Numero 31 - La libertà, l'arte, l'impresa
Natalia Romanenko
pianista
MI PIACE SUONARE BRANI SCONOSCIUTI
Durante il Festival della modernità La libertà (Villa san Carlo Borromeo, Milano Senago, 29 maggio-1° giugno 2008), lei ha tenuto un concerto applauditissimo con musiche di Felix Mendelssohn, Franz Liszt e Dmitrij Kabalevskij. Non capita spesso sentirla suonare in una cornice così inusuale...
Il mio primo viaggio all’estero è stato in Italia, per un concorso di pianoforte a Pinerolo. Per me è sempre un piacere venire in Italia. Il pubblico è sempre molto generoso e adora Liszt, come me. Liszt è il mio compositore preferito.
Lei vive e si è formata a Parigi, ma la sua storia non è cominciata in Francia...
Mia mamma viene dal Tagikistan; io ho portato avanti i miei studi a Mariopol, in Ucraina, dove sono nata e dove ho cominciato a studiare piano e ad avere i primi riconoscimenti. Crescendo, ho scoperto che non amavo il mondo dell’arte e la vita russa e che volevo assolutamente lasciare il paese. Così mi sono recata a Parigi, in Francia, e ora sono molto felice di viverci.
Cosa può dire dell’insegnamento della scuola pianistica russa?
È un’ottima scuola, in cui ho ricevuto ottimi insegnamenti, è una delle migliori scuole al mondo. Ma è molto severa: gli insegnanti mi hanno fatto piangere molto e hanno fatto piangere anche i miei amici. Però abbiamo raggiunto grandi risultati.
Quali sono stati i suoi maestri?
Ho avuto la chance d’incontrare dei bravissimi professori che ringrazio molto. A Karkov ero allieva di Gary Gelfgat e a Parigi ho studiato con Olivier Gardon e Jacques Rouvier.
E ha incontrato un maestro essenziale per la sua vita, oltre che per la musica?
Per me è stato essenziale l’incontro con Mstislav Rostropovich, che ho incontrato a venticinque anni per un’audizione e ho avuto modo d’incontrare più volte anche in seguito.
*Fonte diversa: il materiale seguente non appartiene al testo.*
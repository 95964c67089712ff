//! Output formatting for CLI commands.
//!
//! This module provides formatting utilities for displaying
//! build and deploy results in various formats.

use colored::Colorize;
use std::fmt::Write;
use tabled::{Table, Tabled};

use crate::build::{BuildIssue, IssueCollector, Severity};
use crate::deployer::{BuildOutcome, DeployOutcome};
use crate::planner::{DeploymentPlan, DiffResult, ExecutionReport, Mode};

use super::commands::OutputFormat;

/// Output formatter for CLI.
#[derive(Debug)]
pub struct OutputFormatter {
    /// Output format.
    format: OutputFormat,
    /// Show fix suggestions inline.
    verbose: bool,
}

/// Per-kind count row for table display.
#[derive(Tabled)]
struct KindRow {
    #[tabled(rename = "Kind")]
    kind: String,
    #[tabled(rename = "Created")]
    created: String,
    #[tabled(rename = "Updated")]
    updated: String,
    #[tabled(rename = "Deleted")]
    deleted: String,
    #[tabled(rename = "Unchanged")]
    unchanged: usize,
    #[tabled(rename = "Skipped")]
    skipped: usize,
}

/// Plan change row for table display.
#[derive(Tabled)]
struct ChangeRow {
    #[tabled(rename = "Action")]
    action: String,
    #[tabled(rename = "Resource")]
    resource: String,
    #[tabled(rename = "Source")]
    source: String,
}

impl OutputFormatter {
    /// Creates a new output formatter.
    #[must_use]
    pub const fn new(format: OutputFormat, verbose: bool) -> Self {
        Self { format, verbose }
    }

    /// Returns true for JSON output.
    #[must_use]
    pub fn is_json(&self) -> bool {
        self.format == OutputFormat::Json
    }

    /// Formats the result of a build.
    #[must_use]
    pub fn format_build(&self, outcome: &BuildOutcome) -> String {
        match self.format {
            OutputFormat::Json => serde_json::to_string_pretty(outcome).unwrap_or_default(),
            OutputFormat::Text => {
                let mut output = self.format_issues(&outcome.issues);
                let _ = writeln!(
                    output,
                    "\nBuilt {} resources from {} modules into {} files",
                    outcome.resources.to_string().bold(),
                    outcome.modules,
                    outcome.manifest.files.len()
                );
                output
            }
        }
    }

    /// Formats the result of a deploy or clean.
    #[must_use]
    pub fn format_deploy(&self, outcome: &DeployOutcome) -> String {
        match self.format {
            OutputFormat::Json => serde_json::to_string_pretty(outcome).unwrap_or_default(),
            OutputFormat::Text => {
                let mut output = self.format_issues(&outcome.issues);
                if let (Some(plan), Some(report)) = (&outcome.plan, &outcome.report) {
                    if report.dry_run {
                        output.push_str(&Self::format_plan_text(plan));
                    }
                    output.push_str(&Self::format_report_text(report));
                }
                output
            }
        }
    }

    /// Formats a plan as a table of changes.
    fn format_plan_text(plan: &DeploymentPlan) -> String {
        if plan.is_empty() {
            return format!("\n{} No changes required\n", "✓".green());
        }

        let rows: Vec<ChangeRow> = plan
            .kinds
            .iter()
            .flat_map(|k| k.items.iter())
            .filter(|i| i.diff.is_change())
            .map(|i| ChangeRow {
                action: Self::format_action(&i.diff),
                resource: i.identifier.to_string(),
                source: i
                    .source
                    .as_ref()
                    .map(|p| p.display().to_string())
                    .unwrap_or_default(),
            })
            .collect();

        let mut output = format!("\nPlan ({} changes)\n", plan.change_count());
        if !rows.is_empty() {
            output.push_str(&Table::new(rows).to_string());
            output.push('\n');
        }
        for kind in &plan.kinds {
            if let Some(failure) = &kind.read_failure {
                let _ = writeln!(
                    output,
                    "{} {} not planned: {}",
                    "⚠".yellow(),
                    kind.kind,
                    failure.message
                );
            }
        }
        output
    }

    /// Formats an execution report as a per-kind table.
    fn format_report_text(report: &ExecutionReport) -> String {
        let mut output = String::new();
        let verb = match (report.mode, report.dry_run) {
            (Mode::Deploy, false) => "Deploy",
            (Mode::Deploy, true) => "Deploy (dry run)",
            (Mode::Clean, false) => "Clean",
            (Mode::Clean, true) => "Clean (dry run)",
        };
        let _ = writeln!(output, "\n{verb}");

        let rows: Vec<KindRow> = report
            .counts
            .iter()
            .map(|(kind, c)| KindRow {
                kind: kind.to_string(),
                created: Self::colored_count(c.created, |s| s.green().to_string()),
                updated: Self::colored_count(c.updated, |s| s.yellow().to_string()),
                deleted: Self::colored_count(c.deleted, |s| s.red().to_string()),
                unchanged: c.unchanged,
                skipped: c.skipped,
            })
            .collect();
        if !rows.is_empty() {
            output.push_str(&Table::new(rows).to_string());
            output.push('\n');
        }

        if !report.failures.is_empty() {
            let _ = write!(output, "\n{} Failures:\n", "✗".red());
            for failure in &report.failures {
                let _ = writeln!(output, "   - {}: {}", failure.identifier, failure.message);
            }
        }
        if report.cancelled {
            let _ = writeln!(output, "\n{} Cancelled; remaining items were skipped", "⚠".yellow());
        }

        let _ = writeln!(output, "\n{report}");
        output
    }

    /// Formats issues grouped by severity, then category.
    #[must_use]
    pub fn format_issues(&self, issues: &[BuildIssue]) -> String {
        let mut output = String::new();
        if issues.is_empty() {
            return output;
        }

        let collector = IssueCollector::new();
        collector.extend(issues.iter().cloned());
        for ((severity, category), group) in collector.grouped() {
            let _ = writeln!(
                output,
                "\n{} {category} ({})",
                Self::format_severity(severity),
                group.len()
            );
            for issue in group {
                let _ = write!(output, "   {} {}", issue.code, issue.message);
                if let Some(location) = &issue.location {
                    let _ = write!(output, " [{}]", location.display());
                }
                if self.verbose {
                    if let Some(suggestion) = &issue.suggestion {
                        let _ = write!(output, " {} {suggestion}", "fix:".cyan());
                    }
                }
                output.push('\n');
            }
        }

        let _ = writeln!(
            output,
            "\n{} errors, {} warnings, {} hints",
            collector.count(Severity::Error),
            collector.count(Severity::Warning),
            collector.count(Severity::Hint)
        );
        output
    }

    /// Formats a diff action with color.
    fn format_action(diff: &DiffResult) -> String {
        match diff {
            DiffResult::ToCreate => "+create".green().to_string(),
            DiffResult::ToUpdate(_) => format!("~{diff}").yellow().to_string(),
            DiffResult::ToDelete => "-delete".red().to_string(),
            DiffResult::Unchanged => "unchanged".dimmed().to_string(),
        }
    }

    /// Formats a severity with color.
    fn format_severity(severity: Severity) -> String {
        match severity {
            Severity::Error => "error".red().bold().to_string(),
            Severity::Warning => "warning".yellow().bold().to_string(),
            Severity::Hint => "hint".cyan().to_string(),
        }
    }

    fn colored_count(count: usize, paint: impl Fn(&str) -> String) -> String {
        if count == 0 {
            count.to_string()
        } else {
            paint(&count.to_string())
        }
    }

    /// Formats a fatal error.
    #[must_use]
    pub fn format_error(&self, message: &str) -> String {
        match self.format {
            OutputFormat::Json => {
                let json = serde_json::json!({ "status": "error", "message": message });
                serde_json::to_string_pretty(&json).unwrap_or_default()
            }
            OutputFormat::Text => format!("{} {message}", "✗".red()),
        }
    }
}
I suoi modi e il suo esempio mi hanno lasciato una traccia che resterà indelebile per tutta la vita.
Ora lei vive a Parigi. Che cosa sta accadendo nel mondo della musica a Parigi?
Un’enormità di cose, Parigi è una delle capitali mondiali della musica. C’è la chance d’incontrare grandi artisti, anche se, proprio per questo, la concorrenza è molto dura.
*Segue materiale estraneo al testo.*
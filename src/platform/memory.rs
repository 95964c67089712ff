//! In-memory platform used by tests. Records every call it receives.

use async_trait::async_trait;
use serde_json::Value;
use std::collections::{BTreeMap, BTreeSet};
use std::sync::{Mutex, PoisonError};

use super::api::PlatformApi;
use crate::error::{ModkitError, PlatformError, Result};
use crate::resources::{Identifier, ResourceKind, ResourceRecord};

/// A call received by [`InMemoryPlatform`].
#[derive(Debug, Clone, PartialEq, Eq)]
pub enum Call {
    Retrieve(ResourceKind, usize),
    List(ResourceKind),
    Create(ResourceKind, Vec<Identifier>),
    Update(ResourceKind, Vec<Identifier>),
    Delete(ResourceKind, Vec<Identifier>),
}

impl Call {
    pub const fn is_mutating(&self) -> bool {
        matches!(self, Self::Create(..) | Self::Update(..) | Self::Delete(..))
    }
}

#[derive(Debug, Default)]
pub struct InMemoryPlatform {
    items: Mutex<BTreeMap<Identifier, Value>>,
    calls: Mutex<Vec<Call>>,
    failing: Mutex<BTreeSet<ResourceKind>>,
    unreadable: Mutex<BTreeSet<ResourceKind>>,
}

fn identify(kind: ResourceKind, item: &Value) -> Result<Identifier> {
    ResourceRecord::from_json(kind, item.clone())
        .map(|r| r.identifier())
        .map_err(|e| PlatformError::api_error(400, e.to_string()).into())
}

impl InMemoryPlatform {
    pub fn new() -> Self {
        Self::default()
    }

    /// Seeds a remote item.
    pub fn with(self, kind: ResourceKind, item: Value) -> Self {
        if let Ok(id) = identify(kind, &item) {
            self.items
                .lock()
                .unwrap_or_else(PoisonError::into_inner)
                .insert(id, item);
        }
        self
    }

    /// Makes every mutating call for `kind` fail.
    pub fn failing(self, kind: ResourceKind) -> Self {
        self.failing
            .lock()
            .unwrap_or_else(PoisonError::into_inner)
            .insert(kind);
        self
    }

    /// Makes every retrieve and list call for `kind` fail.
    pub fn unreadable(self, kind: ResourceKind) -> Self {
        self.unreadable
            .lock()
            .unwrap_or_else(PoisonError::into_inner)
            .insert(kind);
        self
    }

    pub fn calls(&self) -> Vec<Call> {
        self.calls
            .lock()
            .unwrap_or_else(PoisonError::into_inner)
            .clone()
    }

    pub fn mutating_calls(&self) -> Vec<Call> {
        self.calls().into_iter().filter(Call::is_mutating).collect()
    }

    pub fn contains(&self, id: &Identifier) -> bool {
        self.items
            .lock()
            .unwrap_or_else(PoisonError::into_inner)
            .contains_key(id)
    }

    fn record(&self, call: Call) {
        self.calls
            .lock()
            .unwrap_or_else(PoisonError::into_inner)
            .push(call);
    }

    fn check_failing(&self, kind: ResourceKind) -> Result<()> {
        if self
            .failing
            .lock()
            .unwrap_or_else(PoisonError::into_inner)
            .contains(&kind)
        {
            return Err(ModkitError::Platform(PlatformError::api_error(
                400,
                format!("{kind} rejected"),
            )));
        }
        Ok(())
    }

    fn check_readable(&self, kind: ResourceKind) -> Result<()> {
        if self
            .unreadable
            .lock()
            .unwrap_or_else(PoisonError::into_inner)
            .contains(&kind)
        {
            return Err(ModkitError::Platform(PlatformError::api_error(
                503,
                format!("{kind} unavailable"),
            )));
        }
        Ok(())
    }

    fn upsert(&self, kind: ResourceKind, items: &[Value]) -> Result<Vec<Identifier>> {
        let mut ids = Vec::with_capacity(items.len());
        let mut store = self.items.lock().unwrap_or_else(PoisonError::into_inner);
        for item in items {
            let id = identify(kind, item)?;
            store.insert(id.clone(), item.clone());
            ids.push(id);
        }
        Ok(ids)
    }
}

#[async_trait]
impl PlatformApi for InMemoryPlatform {
    async fn retrieve(&self, kind: ResourceKind, ids: &[Identifier]) -> Result<Vec<Value>> {
        self.record(Call::Retrieve(kind, ids.len()));
        self.check_readable(kind)?;
        let store = self.items.lock().unwrap_or_else(PoisonError::into_inner);
        Ok(ids.iter().filter_map(|id| store.get(id).cloned()).collect())
    }

    async fn list(&self, kind: ResourceKind) -> Result<Vec<Value>> {
        self.record(Call::List(kind));
        self.check_readable(kind)?;
        let store = self.items.lock().unwrap_or_else(PoisonError::into_inner);
        Ok(store
            .iter()
            .filter(|(id, _)| id.kind() == kind)
            .map(|(_, v)| v.clone())
            .collect())
    }

    async fn create(&self, kind: ResourceKind, items: &[Value]) -> Result<Vec<Value>> {
        let ids = items
            .iter()
            .map(|i| identify(kind, i))
            .collect::<Result<Vec<_>>>()?;
        self.record(Call::Create(kind, ids));
        self.check_failing(kind)?;
        self.upsert(kind, items)?;
        Ok(items.to_vec())
    }

    async fn update(&self, kind: ResourceKind, items: &[Value]) -> Result<Vec<Value>> {
        let ids = items
            .iter()
            .map(|i| identify(kind, i))
            .collect::<Result<Vec<_>>>()?;
        self.record(Call::Update(kind, ids));
        self.check_failing(kind)?;
        self.upsert(kind, items)?;
        Ok(items.to_vec())
    }

    async fn delete(&self, kind: ResourceKind, ids: &[Identifier]) -> Result<()> {
        self.record(Call::Delete(kind, ids.to_vec()));
        self.check_failing(kind)?;
        let mut store = self.items.lock().unwrap_or_else(PoisonError::into_inner);
        for id in ids {
            store.remove(id);
        }
        Ok(())
    }
}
Lei si è esibita in America Latina, in Italia, in Spagna. Perché dà importanza alla dimensione internazionale?
Per me è molto importante suonare e soprattutto far conoscere in tutto il mondo un repertorio poco conosciuto. È vero che Robert Schumann e Johannes Brahms sono magnifici e fanno parte del mio repertorio, ma anche nel loro caso mi piace suonare brani musicali sconosciuti e bellissimi. E mi piace suonare brani di autori come Kabalevskij, contemporaneo di Prokovev e Shostakovich, la cui musica non è molto seguita, ma è straordinaria. Pensiamo al compositore Anton Rubinstein: tutti conoscono Arthur Rubinstein, il pianista, ma non Anton, il compositore. Io lavoro e m’impegno per far conoscere queste opere al grande pubblico.
Preferisce gli autori classici o i contemporanei?
Io adoro tutti gli stili e tutte le epoche, anche se il mio repertorio va dal barocco agli inizi del ventesimo secolo. Ci sono i moderni, ma non molti contemporanei, perché non ho avuto la possibilità d'incontrarne molti. Mi fermo a Luciano Berio.
Il suo lavoro di ricerca e il suo desiderio di far conoscere autori che non sono molto conosciuti è importante...
È importantissimo. È una cosa bellissima, è come mostrare un gioiello rimasto chiuso in un cassetto.